Image via © iStock.com/fatesun*
title: “3 Ways Attachment Parenting Messed Up My Kid” ShowToc: true date: “2024-10-19” author: “Adolfo Harris”
As with so many things, it sounded like a good idea at the time. “The time” being when my first kid was born 12 years ago. I was a new mom, young, and, well, already ridiculously attached to my daughter — she’d just spent 9 months inside my body, for god’s sake! I couldn’t even leave the poor child in her crib alone for an entire night without hyperventilating. So the principles of attachment parenting — co-sleeping, baby-wearing, breastfeeding on demand — not only made sense to me, they validated my particular set of post-partum neuroses. And, to be fair, everything worked well for a while … meaning, infancy went pretty well. It wasn’t until we hit toddlerdom and “Me & My Shadow” became the the soundtrack of my life that I started to second-guess my decision to aggressively bond with my baby, as it were. It’s not that I minded never being able to go to the bathroom by myself (that much). It’s more that I began to see what a disservice I’d done my daughter with my bastardized version of attachment parenting. Or maybe it was exactly what attachment parenting is supposed to be, I don’t know. Point is, it made problems — and 12 years later, new ones keep a-croppin’ up. Here are a bunch of those problems, from the early years:
- The transition to preschool was a nightmare. I was constantly getting called to pick my daughter up from pre-kindergarten because she was crying so hard for me. The worst part wasn’t hauling my then-pregnant self back to school at a second’s notice, it was watching my daughter miss out on all the fun her more well-adjusted classmates were having.
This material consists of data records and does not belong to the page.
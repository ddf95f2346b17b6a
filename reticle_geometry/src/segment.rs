// Copyright 2025 the Reticle Authors
// SPDX-License-Identifier: Apache-2.0 OR MIT

//! Segment helpers for multi-segment probes.
//!
//! A polyline probe (for example a curved teleport arc) is tested one segment
//! at a time. Each segment behaves like a ray that is cut off at the
//! segment's end point.

use glam::{Affine3A, Vec3};

use crate::Ray3;

/// A straight segment between two points.
#[derive(Clone, Copy, Debug, PartialEq)]
pub struct Segment3 {
    /// Start point.
    pub start: Vec3,
    /// End point.
    pub end: Vec3,
}

impl Segment3 {
    /// Create a segment.
    pub const fn new(start: Vec3, end: Vec3) -> Self {
        Self { start, end }
    }

    /// Segment length.
    pub fn length(&self) -> f32 {
        self.start.distance(self.end)
    }

    /// Unit direction from start to end; zero for degenerate segments.
    pub fn direction(&self) -> Vec3 {
        (self.end - self.start).normalize_or_zero()
    }

    /// Ray starting at `start` and pointing toward `end`.
    pub fn as_ray(&self) -> Ray3 {
        Ray3::new(self.start, self.end - self.start)
    }

    /// Point at `distance` from `start`, clamped to the segment.
    pub fn at_distance(&self, distance: f32) -> Vec3 {
        let len = self.length();
        if len <= 0.0 {
            return self.start;
        }
        self.start.lerp(self.end, (distance / len).clamp(0.0, 1.0))
    }

    /// Closest point on the segment to `point`.
    pub fn closest_point(&self, point: Vec3) -> Vec3 {
        let v = self.end - self.start;
        let len2 = v.length_squared();
        let t = if len2 > 0.0 {
            (point - self.start).dot(v) / len2
        } else {
            0.0
        };
        self.start + v * t.clamp(0.0, 1.0)
    }

    /// Transform both end points.
    pub fn transformed(&self, transform: &Affine3A) -> Self {
        Self {
            start: transform.transform_point3(self.start),
            end: transform.transform_point3(self.end),
        }
    }
}

/// Build world-space segments from polyline points in a local frame.
///
/// Consecutive points form segments; fewer than two points yield no segments.
pub fn polyline_segments<'a>(
    points: &'a [Vec3],
    transform: &'a Affine3A,
) -> impl Iterator<Item = Segment3> + 'a {
    points
        .windows(2)
        .map(move |w| Segment3::new(w[0], w[1]).transformed(transform))
}

#[cfg(test)]
mod tests {
    use super::*;
    use alloc::vec::Vec;

    #[test]
    fn closest_point_clamps_to_end_points() {
        let s = Segment3::new(Vec3::ZERO, Vec3::new(10.0, 0.0, 0.0));
        assert_eq!(s.closest_point(Vec3::new(5.0, 3.0, 0.0)), Vec3::new(5.0, 0.0, 0.0));
        assert_eq!(s.closest_point(Vec3::new(-5.0, 3.0, 0.0)), Vec3::ZERO);
        assert_eq!(s.closest_point(Vec3::new(15.0, 0.0, 0.0)), s.end);
    }

    #[test]
    fn at_distance_is_clamped() {
        let s = Segment3::new(Vec3::ZERO, Vec3::new(0.0, 4.0, 0.0));
        assert_eq!(s.at_distance(1.0), Vec3::new(0.0, 1.0, 0.0));
        assert_eq!(s.at_distance(9.0), s.end);
    }

    #[test]
    fn polyline_yields_one_segment_per_pair() {
        let points = [Vec3::ZERO, Vec3::X, Vec3::new(1.0, 1.0, 0.0)];
        let tf = Affine3A::from_translation(Vec3::Z);
        let segs: Vec<_> = polyline_segments(&points, &tf).collect();
        assert_eq!(segs.len(), 2);
        assert_eq!(segs[1].start, Vec3::new(1.0, 0.0, 1.0));
        assert_eq!(segs[1].end, Vec3::new(1.0, 1.0, 1.0));
    }
}
// Copyright 2025 the Reticle Authors
// SPDX-License-Identifier: Apache-2.0 OR MIT

//! Pointer registry: live pointers by id, sharing one click state.
//!
//! Hosts that drive several devices keep them here. The registry owns the
//! [`ClickState`] so presses of one pointer can never complete a click that
//! another pointer started. Operations on unknown ids are ignored with a
//! warning.
//!
//! Per-frame collaborators travel in a [`PointerEnv`]; each operation borrows
//! them for the duration of one call and hands them to the addressed pointer.
//! [`FrameBatcher`](crate::batch::FrameBatcher) drives a registry the same way.
//!
//! ```
//! use reticle_intersect::PointerType;
//! use reticle_intersect::intersector::{RayIntersector, RayOptions};
//! use reticle_pointer::{Pointer, PointerRegistry};
//!
//! let mut registry = PointerRegistry::<u32>::new();
//! for id in [1, 2] {
//!     let ray = RayIntersector::new(RayOptions::default());
//!     registry.insert(Pointer::with_intersector(id, PointerType::RAY, ray));
//! }
//! assert_eq!(registry.len(), 2);
//! // Nothing is hovered until a pointer's first move.
//! assert!(registry.get(1).is_some_and(|p| p.intersection().is_none()));
//! ```

use alloc::vec::Vec;
use core::fmt;

use hashbrown::HashMap;
use log::warn;

use reticle_event_state::click::ClickState;
use reticle_intersect::{EventTarget, IntersectError, PointerId, PointerSample, SceneGraph};

use crate::dispatcher::EventSink;
use crate::pointer::{Pointer, PointerCaptureHost, PointerCx};
use crate::types::NodeKey;

/// Scene, sink and host for one batch of registry operations.
pub struct PointerEnv<'a, K> {
    /// Scene to intersect.
    pub scene: &'a dyn SceneGraph<K>,
    /// Listener table receiving events.
    pub sink: &'a mut dyn EventSink<K>,
    /// Capture notifications.
    pub host: &'a mut dyn PointerCaptureHost,
}

impl<'a, K> PointerEnv<'a, K> {
    /// Bundle the collaborators.
    pub fn new(
        scene: &'a dyn SceneGraph<K>,
        sink: &'a mut dyn EventSink<K>,
        host: &'a mut dyn PointerCaptureHost,
    ) -> Self {
        Self { scene, sink, host }
    }
}

impl<K> fmt::Debug for PointerEnv<'_, K> {
    fn fmt(&self, f: &mut fmt::Formatter<'_>) -> fmt::Result {
        f.debug_struct("PointerEnv").finish_non_exhaustive()
    }
}

/// Capture control addressed by pointer id.
pub trait SupportsPointerCapture<K> {
    /// Capture `pointer` to `target` as placed in `scene`. Returns `false` if
    /// it could not be captured.
    fn set_pointer_capture(
        &mut self,
        scene: &dyn SceneGraph<K>,
        host: &mut dyn PointerCaptureHost,
        pointer: PointerId,
        target: EventTarget<K>,
    ) -> bool;

    /// Release the capture of `pointer`. Returns `false` if it held none.
    fn release_pointer_capture(
        &mut self,
        host: &mut dyn PointerCaptureHost,
        pointer: PointerId,
    ) -> bool;

    /// Whether `target` holds the capture of `pointer`.
    fn has_pointer_capture(&self, pointer: PointerId, target: EventTarget<K>) -> bool;
}

/// Live pointers keyed by id.
pub struct PointerRegistry<K> {
    pointers: HashMap<PointerId, Pointer<K>>,
    clicks: ClickState<EventTarget<K>>,
}

impl<K: NodeKey> fmt::Debug for PointerRegistry<K> {
    fn fmt(&self, f: &mut fmt::Formatter<'_>) -> fmt::Result {
        f.debug_struct("PointerRegistry")
            .field("pointers", &self.pointers)
            .finish_non_exhaustive()
    }
}

impl<K: NodeKey> Default for PointerRegistry<K> {
    fn default() -> Self {
        Self::new()
    }
}

impl<K: NodeKey> PointerRegistry<K> {
    /// Empty registry.
    pub fn new() -> Self {
        Self {
            pointers: HashMap::new(),
            clicks: ClickState::new(),
        }
    }

    /// Register `pointer`, returning any pointer it replaced.
    pub fn insert(&mut self, pointer: Pointer<K>) -> Option<Pointer<K>> {
        self.pointers.insert(pointer.id(), pointer)
    }

    /// Pointer `id`, creating it with `create` if absent.
    pub fn get_or_insert_with(
        &mut self,
        id: PointerId,
        create: impl FnOnce() -> Pointer<K>,
    ) -> &mut Pointer<K> {
        self.pointers.entry(id).or_insert_with(create)
    }

    /// Pointer `id`.
    pub fn get(&self, id: PointerId) -> Option<&Pointer<K>> {
        self.pointers.get(&id)
    }

    /// Mutable pointer `id`.
    pub fn get_mut(&mut self, id: PointerId) -> Option<&mut Pointer<K>> {
        self.pointers.get_mut(&id)
    }

    /// Whether `id` is registered.
    pub fn contains(&self, id: PointerId) -> bool {
        self.pointers.contains_key(&id)
    }

    /// Registered ids, in no particular order.
    pub fn ids(&self) -> Vec<PointerId> {
        self.pointers.keys().copied().collect()
    }

    /// Number of registered pointers.
    pub fn len(&self) -> usize {
        self.pointers.len()
    }

    /// Whether no pointer is registered.
    pub fn is_empty(&self) -> bool {
        self.pointers.is_empty()
    }

    /// Shared click state.
    pub fn clicks(&self) -> &ClickState<EventTarget<K>> {
        &self.clicks
    }

    /// Exit and unregister pointer `id`.
    pub fn remove(
        &mut self,
        env: &mut PointerEnv<'_, K>,
        id: PointerId,
        timestamp: u64,
    ) -> Option<Pointer<K>> {
        self.with_pointer(env, id, |p, cx| p.exit(cx, timestamp))?;
        self.pointers.remove(&id)
    }

    /// Forget click history of a node leaving the scene.
    pub fn forget_target(&mut self, target: EventTarget<K>) {
        self.clicks.forget_target(&target);
    }

    /// Run `f` on pointer `id` with a context built from `env`.
    ///
    /// Returns `None`, with a warning, if `id` is unknown.
    pub fn with_pointer<R>(
        &mut self,
        env: &mut PointerEnv<'_, K>,
        id: PointerId,
        f: impl FnOnce(&mut Pointer<K>, &mut PointerCx<'_, K>) -> R,
    ) -> Option<R> {
        let Some(pointer) = self.pointers.get_mut(&id) else {
            warn!("unknown pointer {id}");
            return None;
        };
        let mut cx = PointerCx {
            scene: env.scene,
            sink: &mut *env.sink,
            clicks: &mut self.clicks,
            host: &mut *env.host,
        };
        Some(f(pointer, &mut cx))
    }

    /// Move pointer `id`.
    pub fn move_to(
        &mut self,
        env: &mut PointerEnv<'_, K>,
        id: PointerId,
        sample: &PointerSample,
    ) -> Result<(), IntersectError> {
        self.with_pointer(env, id, |p, cx| p.move_to(cx, sample))
            .unwrap_or(Ok(()))
    }

    /// Press on pointer `id`.
    pub fn down(&mut self, env: &mut PointerEnv<'_, K>, id: PointerId, sample: &PointerSample) {
        self.with_pointer(env, id, |p, cx| p.down(cx, sample));
    }

    /// Release on pointer `id`.
    pub fn up(&mut self, env: &mut PointerEnv<'_, K>, id: PointerId, sample: &PointerSample) {
        self.with_pointer(env, id, |p, cx| p.up(cx, sample));
    }

    /// Cancel pointer `id`.
    pub fn cancel(&mut self, env: &mut PointerEnv<'_, K>, id: PointerId, sample: &PointerSample) {
        self.with_pointer(env, id, |p, cx| p.cancel(cx, sample));
    }

    /// Wheel on pointer `id`.
    pub fn wheel(
        &mut self,
        env: &mut PointerEnv<'_, K>,
        id: PointerId,
        sample: &PointerSample,
    ) -> Result<(), IntersectError> {
        self.with_pointer(env, id, |p, cx| p.wheel(cx, sample))
            .unwrap_or(Ok(()))
    }

    /// Exit pointer `id` and keep it registered.
    pub fn exit(&mut self, env: &mut PointerEnv<'_, K>, id: PointerId, timestamp: u64) {
        self.with_pointer(env, id, |p, cx| p.exit(cx, timestamp));
    }
}

impl<K: NodeKey> SupportsPointerCapture<K> for PointerRegistry<K> {
    fn set_pointer_capture(
        &mut self,
        scene: &dyn SceneGraph<K>,
        host: &mut dyn PointerCaptureHost,
        pointer: PointerId,
        target: EventTarget<K>,
    ) -> bool {
        match self.pointers.get_mut(&pointer) {
            Some(p) => p.set_capture(scene, host, target),
            None => {
                warn!("cannot capture unknown pointer {pointer}");
                false
            }
        }
    }

    fn release_pointer_capture(
        &mut self,
        host: &mut dyn PointerCaptureHost,
        pointer: PointerId,
    ) -> bool {
        match self.pointers.get_mut(&pointer) {
            Some(p) => p.release_capture(host),
            None => {
                warn!("cannot release unknown pointer {pointer}");
                false
            }
        }
    }

    fn has_pointer_capture(&self, pointer: PointerId, target: EventTarget<K>) -> bool {
        self.pointers
            .get(&pointer)
            .is_some_and(|p| p.has_capture(target))
    }
}

#[cfg(test)]
mod tests {
    use super::*;
    use crate::event::PointerEventKind;
    use crate::listeners::Listeners;
    use crate::pointer::{NoCaptureHost, PointerCaptureHost};
    use crate::test_util::*;
    use glam::Vec3;
    use reticle_intersect::PointerType;
    use reticle_intersect::intersector::{RayIntersector, RayOptions};
    use reticle_intersect::policy::PointerEventsMode;

    #[derive(Default)]
    struct Host {
        started: Vec<PointerId>,
        released: Vec<PointerId>,
    }

    impl PointerCaptureHost for Host {
        fn pointer_capture_started(&mut self, pointer: PointerId) {
            self.started.push(pointer);
        }
        fn pointer_capture_released(&mut self, pointer: PointerId) {
            self.released.push(pointer);
        }
    }

    fn ray(id: PointerId) -> Pointer<u32> {
        let mut p = Pointer::with_intersector(id, PointerType::RAY, RayIntersector::new(RayOptions::default()));
        p.options_mut().default_pointer_events = PointerEventsMode::Auto;
        p
    }

    #[test]
    fn operations_on_unknown_ids_are_ignored() {
        let scene = Boxes::new();
        let mut listeners = Listeners::new();
        let mut host = NoCaptureHost;
        let mut env = PointerEnv::new(&scene, &mut listeners, &mut host);
        let mut registry: PointerRegistry<u32> = PointerRegistry::new();
        assert!(registry.move_to(&mut env, 7, &at(0, 0.0)).is_ok());
        assert!(registry.remove(&mut env, 7, 0).is_none());
        assert!(!registry.set_pointer_capture(&scene, &mut NoCaptureHost, 7, EventTarget::Void));
    }

    #[test]
    fn capture_notifies_host_and_removal_releases() {
        let mut scene = Boxes::new();
        let a = scene.add(0, Vec3::ZERO);
        let mut listeners = Listeners::new();
        let log = record(&mut listeners, &[EventTarget::Node(a)], &[PointerEventKind::Leave]);
        let mut host = Host::default();
        let mut registry = PointerRegistry::new();
        registry.insert(ray(1));
        registry.insert(ray(2));

        {
            let mut env = PointerEnv::new(&scene, &mut listeners, &mut host);
            registry.move_to(&mut env, 1, &at(0, 0.0)).unwrap();
            registry.move_to(&mut env, 2, &at(0, 0.0)).unwrap();
        }
        assert!(registry.set_pointer_capture(&scene, &mut host, 1, EventTarget::Node(a)));
        assert!(registry.has_pointer_capture(1, EventTarget::Node(a)));
        assert!(!registry.has_pointer_capture(2, EventTarget::Node(a)));

        let mut env = PointerEnv::new(&scene, &mut listeners, &mut host);
        let removed = registry.remove(&mut env, 1, 5);
        assert!(removed.is_some_and(|p| p.capture().is_none()));
        assert_eq!(registry.ids(), [2]);
        drop(env);
        assert_eq!(host.started, [1]);
        assert_eq!(host.released, [1]);
        assert_eq!(log.borrow().len(), 1);
    }
}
- The addition of a sibling was TRAUMATIC. Guess what? it’s nearly impossible to “attachment parent” two kids at once. Whoops! My daughter will never forgive my son for being born!
- Sleep was a joke. The bigger your kid gets, the harder getting any actual sleep whilst co-sleeping becomes. Oh, and co-sleeping with two kids? Hope your bed is freaking enormous! Like I said, it could very well be that I attachment parented incorrectly or that the method just wasn’t right for my family, so no need for any successful attachment parents to take offense at my experience. But … it WAS my experience. How about you? Did you/do you attachment parent? How’s it working for you?